▶ _Exercise aim_
Scan the material for the word "format" and copy each line where it occurs.

▶ _Dataset_

┌──

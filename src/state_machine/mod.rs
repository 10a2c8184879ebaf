mod job;
mod state;

pub use job::{
    BomLifecycle, Direction, Job, JobErrorDetails, JobErrorKind, JobParameter, MAX_TREE_DEPTH,
    PartChainIdentificationKey,
};
pub use state::{JobEvent, JobState, ProcessingState, StateMachine};
//! Bounded polling of externally driven asynchronous work.
//!
//! [`BoundedPoller::schedule`] spawns a task that invokes a probe on a fixed
//! interval until it settles or a time-to-live elapses. The returned
//! [`PollHandle`] is a future over the outcome and can be cancelled; dropping
//! it cancels the polling too.

use std::future::Future;
use std::pin::Pin;
use std::task::{Context, Poll};
use std::time::Duration;

use tokio::task::JoinHandle;
use tokio::time::{Instant, sleep, sleep_until};
use tokio_util::sync::CancellationToken;
use tracing::debug;

use crate::error::PollingError;

/// What a single probe invocation observed.
#[derive(Debug, Clone, PartialEq, Eq)]
pub enum ProbeOutcome<T> {
    /// Nothing settled yet; poll again after the interval.
    Pending,
    Ready(T),
    /// The external protocol reached a terminal failure.
    Failed(String),
}

#[derive(Debug, Clone)]
pub struct BoundedPoller {
    default_interval: Duration,
    default_ttl: Duration,
}

impl Default for BoundedPoller {
    fn default() -> Self {
        Self::new(Duration::from_secs(1), Duration::from_secs(600))
    }
}

impl BoundedPoller {
    pub fn new(default_interval: Duration, default_ttl: Duration) -> Self {
        Self {
            default_interval,
            default_ttl,
        }
    }

    pub fn default_interval(&self) -> Duration {
        self.default_interval
    }

    pub fn default_ttl(&self) -> Duration {
        self.default_ttl
    }

    /// Polls `probe` every `poll_interval` until it is ready, fails, or `ttl`
    /// elapses. The first probe runs immediately.
    pub fn schedule<T, F, Fut>(
        &self,
        description: impl Into<String>,
        probe: F,
        poll_interval: Duration,
        ttl: Duration,
    ) -> PollHandle<T>
    where
        T: Send + 'static,
        F: FnMut() -> Fut + Send + 'static,
        Fut: Future<Output = ProbeOutcome<T>> + Send + 'static,
    {
        let cancel = CancellationToken::new();
        let task = tokio::spawn(poll_until_settled(
            description.into(),
            probe,
            poll_interval,
            ttl,
            cancel.clone(),
        ));
        PollHandle { task, cancel }
    }

    /// [`schedule`](Self::schedule) with the configured interval and TTL.
    pub fn schedule_default<T, F, Fut>(&self, description: impl Into<String>, probe: F) -> PollHandle<T>
    where
        T: Send + 'static,
        F: FnMut() -> Fut + Send + 'static,
        Fut: Future<Output = ProbeOutcome<T>> + Send + 'static,
    {
        self.schedule(description, probe, self.default_interval, self.default_ttl)
    }
}

async fn poll_until_settled<T, F, Fut>(
    description: String,
    mut probe: F,
    poll_interval: Duration,
    ttl: Duration,
    cancel: CancellationToken,
) -> Result<T, PollingError>
where
    F: FnMut() -> Fut,
    Fut: Future<Output = ProbeOutcome<T>>,
{
    let deadline = Instant::now() + ttl;
    let timeout = || PollingError::Timeout {
        description: description.clone(),
        ttl,
    };
    let mut attempt: u32 = 0;

    loop {
        attempt += 1;
        let outcome = tokio::select! {
            biased;
            _ = cancel.cancelled() => return Err(PollingError::Cancelled),
            _ = sleep_until(deadline) => return Err(timeout()),
            outcome = probe() => outcome,
        };

        match outcome {
            ProbeOutcome::Ready(value) => {
                debug!(description = %description, attempt, "poll settled");
                return Ok(value);
            }
            ProbeOutcome::Failed(reason) => {
                debug!(description = %description, attempt, reason = %reason, "poll failed");
                return Err(PollingError::Failed(reason));
            }
            ProbeOutcome::Pending => {}
        }

        tokio::select! {
            biased;
            _ = cancel.cancelled() => return Err(PollingError::Cancelled),
            _ = sleep_until(deadline) => return Err(timeout()),
            _ = sleep(poll_interval) => {}
        }
    }
}

/// Handle to a scheduled poll. Await it for the outcome.
#[derive(Debug)]
pub struct PollHandle<T> {
    task: JoinHandle<Result<T, PollingError>>,
    cancel: CancellationToken,
}

impl<T> PollHandle<T> {
    /// Stops further probing; already issued probe calls are not undone.
    pub fn cancel(&self) {
        self.cancel.cancel();
    }

    pub fn cancellation_token(&self) -> CancellationToken {
        self.cancel.clone()
    }

    pub fn is_finished(&self) -> bool {
        self.task.is_finished()
    }
}

impl<T> Future for PollHandle<T> {
    type Output = Result<T, PollingError>;

    fn poll(self: Pin<&mut Self>, cx: &mut Context<'_>) -> Poll<Self::Output> {
        let this = self.get_mut();
        match Pin::new(&mut this.task).poll(cx) {
            Poll::Ready(Ok(outcome)) => Poll::Ready(outcome),
            Poll::Ready(Err(join_error)) if join_error.is_cancelled() => {
                Poll::Ready(Err(PollingError::Cancelled))
            }
            Poll::Ready(Err(join_error)) => Poll::Ready(Err(PollingError::Failed(format!(
                "probe panicked: {join_error}"
            )))),
            Poll::Pending => Poll::Pending,
        }
    }
}

impl<T> Drop for PollHandle<T> {
    fn drop(&mut self) {
        self.cancel.cancel();
    }
}
use uuid::Uuid;

use super::model::{Batch, BatchOrder, JobProgress};
use crate::state_machine::{PartChainIdentificationKey, ProcessingState};

/// Splits `keys` into consecutive batches of at most `batch_size` keys.
///
/// Batches are numbered from 1 in key order and each starts CREATED with one
/// pending progress entry per key.
pub fn plan_batches(
    order: &BatchOrder,
    keys: &[PartChainIdentificationKey],
    batch_size: usize,
    public_base_url: &str,
) -> Vec<Batch> {
    let chunks: Vec<_> = keys.chunks(batch_size.max(1)).collect();
    let batch_total = chunks.len() as u32;

    chunks
        .into_iter()
        .enumerate()
        .map(|(i, chunk)| {
            let batch_id = Uuid::new_v4();
            Batch {
                batch_id,
                batch_order_id: order.batch_order_id,
                batch_number: i as u32 + 1,
                batch_total,
                batch_state: ProcessingState::Created,
                job_progress: chunk.iter().cloned().map(JobProgress::pending).collect(),
                started_on: None,
                completed_on: None,
                owner: order.owner.clone(),
                batch_url: batch_url(public_base_url, order.batch_order_id, batch_id),
            }
        })
        .collect()
}

pub fn batch_url(public_base_url: &str, batch_order_id: Uuid, batch_id: Uuid) -> String {
    format!(
        "{}/orders/{batch_order_id}/batches/{batch_id}",
        public_base_url.trim_end_matches('/')
    )
}
use chrono::{DateTime, Utc};
use serde::{Deserialize, Serialize};
use uuid::Uuid;

use crate::state_machine::{
    BomLifecycle, Direction, JobParameter, JobState, PartChainIdentificationKey, ProcessingState,
};

/// How member-job failures escalate to batches and orders.
#[derive(Debug, Clone, Copy, PartialEq, Eq, Default, Serialize, Deserialize)]
#[serde(rename_all = "snake_case")]
pub enum FailurePolicy {
    /// Batches complete once every job is terminal; failures stay at job level.
    #[default]
    CollectAll,
    /// Any failed job fails its batch, and any failed batch fails the order.
    FailFast,
}

/// Request parameters shared by every job of a batch order.
#[derive(Debug, Clone, PartialEq, Eq, Serialize, Deserialize)]
pub struct BatchOrderParameter {
    pub bom_lifecycle: BomLifecycle,
    pub aspects: Vec<String>,
    pub depth: u32,
    pub direction: Direction,
    pub collect_aspects: bool,
    pub lookup_bpns: bool,
}

impl Default for BatchOrderParameter {
    fn default() -> Self {
        let job = JobParameter::default();
        Self {
            bom_lifecycle: job.bom_lifecycle,
            aspects: job.aspects,
            depth: job.depth,
            direction: job.direction,
            collect_aspects: job.collect_aspects,
            lookup_bpns: job.lookup_bpns,
        }
    }
}

/// Progress of one job inside a batch.
#[derive(Debug, Clone, PartialEq, Eq, Serialize, Deserialize)]
pub struct JobProgress {
    pub key: PartChainIdentificationKey,
    /// Set once the job has been created in the job store.
    pub job_id: Option<String>,
    pub job_state: JobState,
}

impl JobProgress {
    pub fn pending(key: PartChainIdentificationKey) -> Self {
        Self {
            key,
            job_id: None,
            job_state: JobState::Unsaved,
        }
    }

    pub fn is_terminal(&self) -> bool {
        self.job_state.is_terminal()
    }
}

/// A fixed partition of the jobs of one batch order.
#[derive(Debug, Clone, PartialEq, Serialize, Deserialize)]
pub struct Batch {
    pub batch_id: Uuid,
    pub batch_order_id: Uuid,
    /// 1-based position among the order's batches.
    pub batch_number: u32,
    pub batch_total: u32,
    pub batch_state: ProcessingState,
    pub job_progress: Vec<JobProgress>,
    pub started_on: Option<DateTime<Utc>>,
    pub completed_on: Option<DateTime<Utc>>,
    pub owner: String,
    pub batch_url: String,
}

impl Batch {
    pub fn job_ids(&self) -> impl Iterator<Item = &str> {
        self.job_progress.iter().filter_map(|p| p.job_id.as_deref())
    }

    pub fn is_terminal(&self) -> bool {
        self.batch_state.is_terminal()
    }

    /// Derives the batch state from its job progress entries alone.
    pub fn derive_state(&self, policy: FailurePolicy) -> ProcessingState {
        if self.batch_state == ProcessingState::Created && self.job_progress.iter().all(|p| p.job_id.is_none()) {
            return ProcessingState::Created;
        }
        if policy == FailurePolicy::FailFast && self.job_progress.iter().any(|p| p.job_state.is_failure()) {
            return ProcessingState::Error;
        }
        if self.job_progress.iter().any(|p| !p.is_terminal()) {
            ProcessingState::Processing
        } else {
            ProcessingState::Completed
        }
    }

    /// Moves the batch to `next` if legal; stamps `completed_on` on the
    /// first entry into a terminal state. Returns whether the state changed.
    pub fn transition(&mut self, next: ProcessingState) -> bool {
        if self.batch_state == next || !self.batch_state.can_transition_to(next) {
            return false;
        }
        tracing::info!(batch_id = %self.batch_id, from = %self.batch_state, to = %next, "batch transition");
        self.batch_state = next;
        if next == ProcessingState::Processing && self.started_on.is_none() {
            self.started_on = Some(Utc::now());
        }
        if next.is_terminal() {
            self.completed_on = Some(Utc::now());
        }
        true
    }
}

/// A bulk submission spanning many batches.
#[derive(Debug, Clone, PartialEq, Serialize, Deserialize)]
pub struct BatchOrder {
    pub batch_order_id: Uuid,
    pub batch_order_state: ProcessingState,
    pub parameter: BatchOrderParameter,
    /// Timeout for the whole order, in seconds.
    pub timeout: u64,
    /// Timeout for each job, in seconds.
    pub job_timeout: u64,
    pub callback_url: Option<String>,
    pub owner: String,
    pub failure_policy: FailurePolicy,
    pub created_on: DateTime<Utc>,
    pub completed_on: Option<DateTime<Utc>>,
}

impl BatchOrder {
    pub fn new(owner: impl Into<String>, parameter: BatchOrderParameter, timeout: u64, job_timeout: u64) -> Self {
        Self {
            batch_order_id: Uuid::new_v4(),
            batch_order_state: ProcessingState::Created,
            parameter,
            timeout,
            job_timeout,
            callback_url: None,
            owner: owner.into(),
            failure_policy: FailurePolicy::default(),
            created_on: Utc::now(),
            completed_on: None,
        }
    }

    pub fn with_callback_url(mut self, callback_url: impl Into<String>) -> Self {
        self.callback_url = Some(callback_url.into());
        self
    }

    pub fn with_failure_policy(mut self, failure_policy: FailurePolicy) -> Self {
        self.failure_policy = failure_policy;
        self
    }

    pub fn is_terminal(&self) -> bool {
        self.batch_order_state.is_terminal()
    }

    /// Parameters for a job created on behalf of this order.
    pub fn job_parameter(&self) -> JobParameter {
        JobParameter {
            bom_lifecycle: self.parameter.bom_lifecycle,
            aspects: self.parameter.aspects.clone(),
            depth: self.parameter.depth,
            direction: self.parameter.direction,
            collect_aspects: self.parameter.collect_aspects,
            lookup_bpns: self.parameter.lookup_bpns,
            callback_url: None,
        }
    }

    /// Derives the order state from the states of all of its batches.
    pub fn derive_state(&self, batch_states: &[ProcessingState]) -> ProcessingState {
        if batch_states.is_empty() || batch_states.iter().all(|s| *s == ProcessingState::Created) {
            return ProcessingState::Created;
        }
        if batch_states.iter().any(|s| !s.is_terminal()) {
            return ProcessingState::Processing;
        }
        if self.failure_policy == FailurePolicy::FailFast
            && batch_states.iter().any(|s| *s == ProcessingState::Error)
        {
            ProcessingState::Error
        } else {
            ProcessingState::Completed
        }
    }

    /// Same contract as [`Batch::transition`]; a terminal order never moves.
    pub fn transition(&mut self, next: ProcessingState) -> bool {
        if self.batch_order_state == next || !self.batch_order_state.can_transition_to(next) {
            return false;
        }
        tracing::info!(
            batch_order_id = %self.batch_order_id,
            from = %self.batch_order_state,
            to = %next,
            "batch order transition"
        );
        self.batch_order_state = next;
        if next.is_terminal() {
            self.completed_on = Some(Utc::now());
        }
        true
    }
}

└──

▶ _Answer to this problem_
            Poll::Ready(Err(join_error)) => Poll::Ready(Err(PollingError::Failed(format!(
    format!(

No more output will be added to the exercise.